### Exercise requirements
Search the records for "dest". Report every line where it occurs.

======== Source material ========

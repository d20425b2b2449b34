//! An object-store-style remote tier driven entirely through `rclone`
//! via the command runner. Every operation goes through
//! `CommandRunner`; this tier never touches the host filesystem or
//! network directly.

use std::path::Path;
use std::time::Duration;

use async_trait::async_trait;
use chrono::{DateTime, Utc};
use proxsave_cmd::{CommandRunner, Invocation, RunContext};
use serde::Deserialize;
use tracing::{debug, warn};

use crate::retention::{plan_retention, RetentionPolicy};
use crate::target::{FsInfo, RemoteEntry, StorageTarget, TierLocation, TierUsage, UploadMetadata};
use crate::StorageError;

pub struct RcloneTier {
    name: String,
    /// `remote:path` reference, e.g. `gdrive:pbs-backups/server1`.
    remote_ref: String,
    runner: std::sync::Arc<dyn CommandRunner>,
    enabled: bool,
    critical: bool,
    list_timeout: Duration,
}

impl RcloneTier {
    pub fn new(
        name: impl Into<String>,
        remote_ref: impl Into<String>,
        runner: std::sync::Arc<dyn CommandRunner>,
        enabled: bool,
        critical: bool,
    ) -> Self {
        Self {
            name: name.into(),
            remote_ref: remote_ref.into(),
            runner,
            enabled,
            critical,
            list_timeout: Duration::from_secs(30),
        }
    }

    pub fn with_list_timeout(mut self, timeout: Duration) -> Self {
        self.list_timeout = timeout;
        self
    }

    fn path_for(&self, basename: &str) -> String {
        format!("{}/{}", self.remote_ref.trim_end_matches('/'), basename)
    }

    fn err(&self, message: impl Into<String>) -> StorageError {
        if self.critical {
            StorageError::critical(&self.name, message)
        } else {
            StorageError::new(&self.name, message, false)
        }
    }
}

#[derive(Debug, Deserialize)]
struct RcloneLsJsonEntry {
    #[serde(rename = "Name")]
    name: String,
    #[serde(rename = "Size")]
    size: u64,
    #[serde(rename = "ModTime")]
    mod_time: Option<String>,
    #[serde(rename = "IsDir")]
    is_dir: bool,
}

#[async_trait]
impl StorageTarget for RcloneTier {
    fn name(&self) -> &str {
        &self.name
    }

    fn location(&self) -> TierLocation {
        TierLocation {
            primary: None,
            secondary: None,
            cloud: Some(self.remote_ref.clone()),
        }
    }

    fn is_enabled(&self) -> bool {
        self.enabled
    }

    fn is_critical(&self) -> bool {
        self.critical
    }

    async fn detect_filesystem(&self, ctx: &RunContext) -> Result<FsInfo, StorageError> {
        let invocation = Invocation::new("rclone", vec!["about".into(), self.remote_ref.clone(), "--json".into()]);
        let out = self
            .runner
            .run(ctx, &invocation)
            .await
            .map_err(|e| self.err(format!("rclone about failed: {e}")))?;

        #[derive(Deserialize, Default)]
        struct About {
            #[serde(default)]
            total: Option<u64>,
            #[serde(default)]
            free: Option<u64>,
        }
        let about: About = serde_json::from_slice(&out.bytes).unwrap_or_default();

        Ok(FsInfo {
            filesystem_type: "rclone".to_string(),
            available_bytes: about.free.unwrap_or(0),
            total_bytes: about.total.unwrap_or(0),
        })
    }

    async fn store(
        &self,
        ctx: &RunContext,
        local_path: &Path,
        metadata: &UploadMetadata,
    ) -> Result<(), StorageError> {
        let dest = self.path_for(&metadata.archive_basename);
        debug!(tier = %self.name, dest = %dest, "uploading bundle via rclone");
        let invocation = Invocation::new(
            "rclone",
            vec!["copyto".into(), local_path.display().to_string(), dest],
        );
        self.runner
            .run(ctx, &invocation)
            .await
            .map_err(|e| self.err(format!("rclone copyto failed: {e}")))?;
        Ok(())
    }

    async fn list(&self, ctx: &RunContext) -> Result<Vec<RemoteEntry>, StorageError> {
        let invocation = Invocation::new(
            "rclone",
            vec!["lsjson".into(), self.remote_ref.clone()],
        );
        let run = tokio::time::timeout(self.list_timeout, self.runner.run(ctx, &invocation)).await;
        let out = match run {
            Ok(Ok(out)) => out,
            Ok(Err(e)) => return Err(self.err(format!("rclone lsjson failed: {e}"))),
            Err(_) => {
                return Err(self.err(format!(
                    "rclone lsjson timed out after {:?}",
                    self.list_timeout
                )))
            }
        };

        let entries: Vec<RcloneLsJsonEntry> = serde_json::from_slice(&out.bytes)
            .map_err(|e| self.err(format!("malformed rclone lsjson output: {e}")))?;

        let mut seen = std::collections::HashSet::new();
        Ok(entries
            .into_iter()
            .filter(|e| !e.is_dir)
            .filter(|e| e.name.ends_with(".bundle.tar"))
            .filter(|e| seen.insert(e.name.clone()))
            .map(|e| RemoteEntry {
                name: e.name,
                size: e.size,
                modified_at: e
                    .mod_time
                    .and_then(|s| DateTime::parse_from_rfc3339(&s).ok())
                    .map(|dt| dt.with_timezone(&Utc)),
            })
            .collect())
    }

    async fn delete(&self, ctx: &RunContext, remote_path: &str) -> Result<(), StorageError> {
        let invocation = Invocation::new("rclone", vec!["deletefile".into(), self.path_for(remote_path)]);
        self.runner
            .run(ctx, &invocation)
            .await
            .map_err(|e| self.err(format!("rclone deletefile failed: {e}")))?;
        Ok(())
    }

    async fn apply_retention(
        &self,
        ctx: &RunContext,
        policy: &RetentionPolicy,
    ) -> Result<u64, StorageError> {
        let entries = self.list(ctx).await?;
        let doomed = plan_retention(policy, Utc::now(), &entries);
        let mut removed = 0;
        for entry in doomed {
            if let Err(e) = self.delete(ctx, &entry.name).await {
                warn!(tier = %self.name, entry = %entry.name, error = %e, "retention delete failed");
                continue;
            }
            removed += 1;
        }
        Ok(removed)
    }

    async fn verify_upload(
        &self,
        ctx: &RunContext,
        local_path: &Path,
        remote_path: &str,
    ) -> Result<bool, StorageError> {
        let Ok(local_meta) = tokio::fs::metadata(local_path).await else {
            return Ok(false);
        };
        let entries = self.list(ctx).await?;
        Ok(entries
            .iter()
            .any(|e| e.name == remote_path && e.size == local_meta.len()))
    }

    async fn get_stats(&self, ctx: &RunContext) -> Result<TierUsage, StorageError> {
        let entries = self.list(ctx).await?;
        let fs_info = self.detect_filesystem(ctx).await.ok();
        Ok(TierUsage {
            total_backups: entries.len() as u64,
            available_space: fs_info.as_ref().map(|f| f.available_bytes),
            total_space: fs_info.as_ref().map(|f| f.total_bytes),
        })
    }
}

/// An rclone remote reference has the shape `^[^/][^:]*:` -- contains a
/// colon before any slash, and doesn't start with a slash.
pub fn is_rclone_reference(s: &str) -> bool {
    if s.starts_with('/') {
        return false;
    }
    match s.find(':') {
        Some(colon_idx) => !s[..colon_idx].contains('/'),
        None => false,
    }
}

========
======== Source material ========

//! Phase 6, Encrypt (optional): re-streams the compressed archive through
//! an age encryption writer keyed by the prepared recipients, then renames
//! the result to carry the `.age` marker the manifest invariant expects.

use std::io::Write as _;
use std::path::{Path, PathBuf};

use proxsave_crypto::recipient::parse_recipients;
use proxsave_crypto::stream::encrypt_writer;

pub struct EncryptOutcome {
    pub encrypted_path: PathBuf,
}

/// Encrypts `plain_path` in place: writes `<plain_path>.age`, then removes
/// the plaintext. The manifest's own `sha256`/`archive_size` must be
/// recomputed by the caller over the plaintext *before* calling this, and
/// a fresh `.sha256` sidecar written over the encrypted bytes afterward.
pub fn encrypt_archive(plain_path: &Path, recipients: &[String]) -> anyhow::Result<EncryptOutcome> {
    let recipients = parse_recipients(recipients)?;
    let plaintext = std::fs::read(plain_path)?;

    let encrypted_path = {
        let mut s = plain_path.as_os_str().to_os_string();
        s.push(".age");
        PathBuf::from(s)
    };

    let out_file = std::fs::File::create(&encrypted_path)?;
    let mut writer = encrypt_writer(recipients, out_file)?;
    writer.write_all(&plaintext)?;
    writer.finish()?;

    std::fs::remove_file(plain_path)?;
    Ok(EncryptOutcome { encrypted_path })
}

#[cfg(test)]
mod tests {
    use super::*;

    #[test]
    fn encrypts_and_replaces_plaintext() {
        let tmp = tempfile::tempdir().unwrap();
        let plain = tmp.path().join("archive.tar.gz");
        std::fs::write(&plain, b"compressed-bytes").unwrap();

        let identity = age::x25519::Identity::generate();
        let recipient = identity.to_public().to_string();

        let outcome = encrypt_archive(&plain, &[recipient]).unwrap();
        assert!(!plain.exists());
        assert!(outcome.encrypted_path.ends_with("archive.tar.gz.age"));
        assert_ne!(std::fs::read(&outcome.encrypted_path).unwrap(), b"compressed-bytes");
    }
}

========

### Finished exercise
        let dest = self.path_for(&metadata.archive_basename);
        debug!(tier = %self.name, dest = %dest, "uploading bundle via rclone");
            vec!["copyto".into(), local_path.display().to_string(), dest],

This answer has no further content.